Streptococcus salivarius PC-1 was able to utilize neither the
substrates nor the products of dextran hydrolysis for growth. Therefore,
the major biological role of the endodextranase appears to be the
augmentation of GTF(s) in a synthetic capacity as opposed to being a
catalytic convertor of stored dextrans.
Genetic analysis of the dex gene began as dex clones from a S.
salivarius/Lambda ZAP II genomic library were identified by their ability
to clear zones in blue dextran agar. A 6.3 kb Eco RI fragment from the
genomic clone, PD1, was shown to carry a promoter and a sufficient
portion of the dex structural gene to encode an active 190 KD recombinant
protein. However, the native dextranase was represented by a 110 KD
polypeptide. Russell and Ferretti (1990) found that the endodextranase
activity of S. mutans could be localized in two major bands (120 and 105
KD) with breakdown products as low as 70 KD retaining their dextranase
activity.

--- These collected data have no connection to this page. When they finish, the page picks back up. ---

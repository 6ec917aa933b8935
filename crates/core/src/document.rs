//! Document chunks and the vector store contract.
//!
//! Chunks live in namespaces: one per session knowledge base, plus a shared
//! `global` namespace. A namespace is bound to exactly one
//! [`EmbeddingVersion`] from its first upsert until it is deleted.

use async_trait::async_trait;
use serde::{Deserialize, Serialize};

use crate::embedding::EmbeddingVersion;
use crate::error::VectorStoreError;
use crate::message::SessionId;

/// Namespace shared by every session.
pub const GLOBAL_NAMESPACE: &str = "global";

/// Namespace holding one session's uploaded documents.
pub fn session_namespace(session_id: &SessionId) -> String {
    format!("session:{session_id}")
}

/// A bounded piece of an ingested document.
#[derive(Debug, Clone, PartialEq, Serialize, Deserialize)]
pub struct DocumentChunk {
    /// `{document_id}:{ordinal}`
    pub id: String,
    /// Content hash of the source document.
    pub document_id: String,
    /// Knowledge-base namespace (session or global).
    pub namespace: String,
    /// File name the document was uploaded as.
    pub source: String,
    pub text: String,
    pub embedding: Vec<f32>,
    /// Position of this chunk within its document.
    pub ordinal: usize,
}

/// A chunk with its similarity to a query.
#[derive(Debug, Clone, PartialEq, Serialize, Deserialize)]
pub struct ScoredChunk {
    pub chunk: DocumentChunk,
    pub score: f32,
}

/// Summary of one namespace.
#[derive(Debug, Clone, PartialEq, Serialize, Deserialize)]
pub struct NamespaceStats {
    pub namespace: String,
    pub chunks: usize,
    pub documents: usize,
    pub version: EmbeddingVersion,
}

/// Namespaced chunk index.
///
/// Writes to one namespace are serialized; queries may run concurrently.
/// Chunks returned by `upsert` are queryable as soon as it returns.
#[async_trait]
pub trait VectorStore: Send + Sync {
    fn name(&self) -> &str;

    /// Insert or replace chunks (matched by id). Every chunk must carry a
    /// non-empty embedding of `version.dimensions` floats.
    async fn upsert(
        &self,
        namespace: &str,
        version: &EmbeddingVersion,
        chunks: Vec<DocumentChunk>,
    ) -> Result<usize, VectorStoreError>;

    /// Top-`k` chunks by cosine similarity, best first; ties keep insertion order.
    ///
    /// An unknown or empty namespace yields an empty list. A namespace built
    /// with a different embedding version is an error.
    async fn query(
        &self,
        namespace: &str,
        version: &EmbeddingVersion,
        embedding: &[f32],
        k: usize,
    ) -> Result<Vec<ScoredChunk>, VectorStoreError>;

    async fn namespace_version(
        &self,
        namespace: &str,
    ) -> Result<Option<EmbeddingVersion>, VectorStoreError>;

    /// Drop a whole namespace. Returns the number of chunks removed.
    async fn delete_namespace(&self, namespace: &str) -> Result<usize, VectorStoreError>;

    /// Drop one document's chunks from a namespace.
    async fn delete_document(
        &self,
        namespace: &str,
        document_id: &str,
    ) -> Result<usize, VectorStoreError> {
        self.prune_document(namespace, document_id, 0).await
    }

    /// Drop the chunks of a document whose ordinal is `keep` or higher.
    /// A namespace left empty is removed.
    async fn prune_document(
        &self,
        namespace: &str,
        document_id: &str,
        keep: usize,
    ) -> Result<usize, VectorStoreError>;

    async fn count(&self, namespace: &str) -> Result<usize, VectorStoreError>;

    async fn stats(&self) -> Result<Vec<NamespaceStats>, VectorStoreError>;
}

/// Check a batch against the namespace's version before it is written.
pub fn validate_batch(
    namespace: &str,
    bound: Option<&EmbeddingVersion>,
    version: &EmbeddingVersion,
    chunks: &[DocumentChunk],
) -> Result<(), VectorStoreError> {
    if let Some(existing) = bound {
        if existing != version {
            return Err(VectorStoreError::EmbeddingVersionMismatch {
                namespace: namespace.to_string(),
                expected: existing.to_string(),
                found: version.to_string(),
            });
        }
    }
    for chunk in chunks {
        if chunk.embedding.is_empty() || chunk.embedding.len() != version.dimensions {
            return Err(VectorStoreError::InvalidEmbedding {
                chunk_id: chunk.id.clone(),
            });
        }
    }
    Ok(())
}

Southern blot analysis using either end of the 6.3 kb Eco RI
fragment showed that no other S. salivarius PC-1 chromosomal fragment
had sufficient homology to the labeled probes to allow hybridization under
the conditions used. From this it could be concluded that there is a single
endodextranase gene in S. salivarius.
In order to sequence the dex gene it was necessary to amplify the
cloned DNA. Attempts to subclone the 6.3 kb Eco RI insert were
unsuccessful due to rearrangements and lethality to the E. coli host.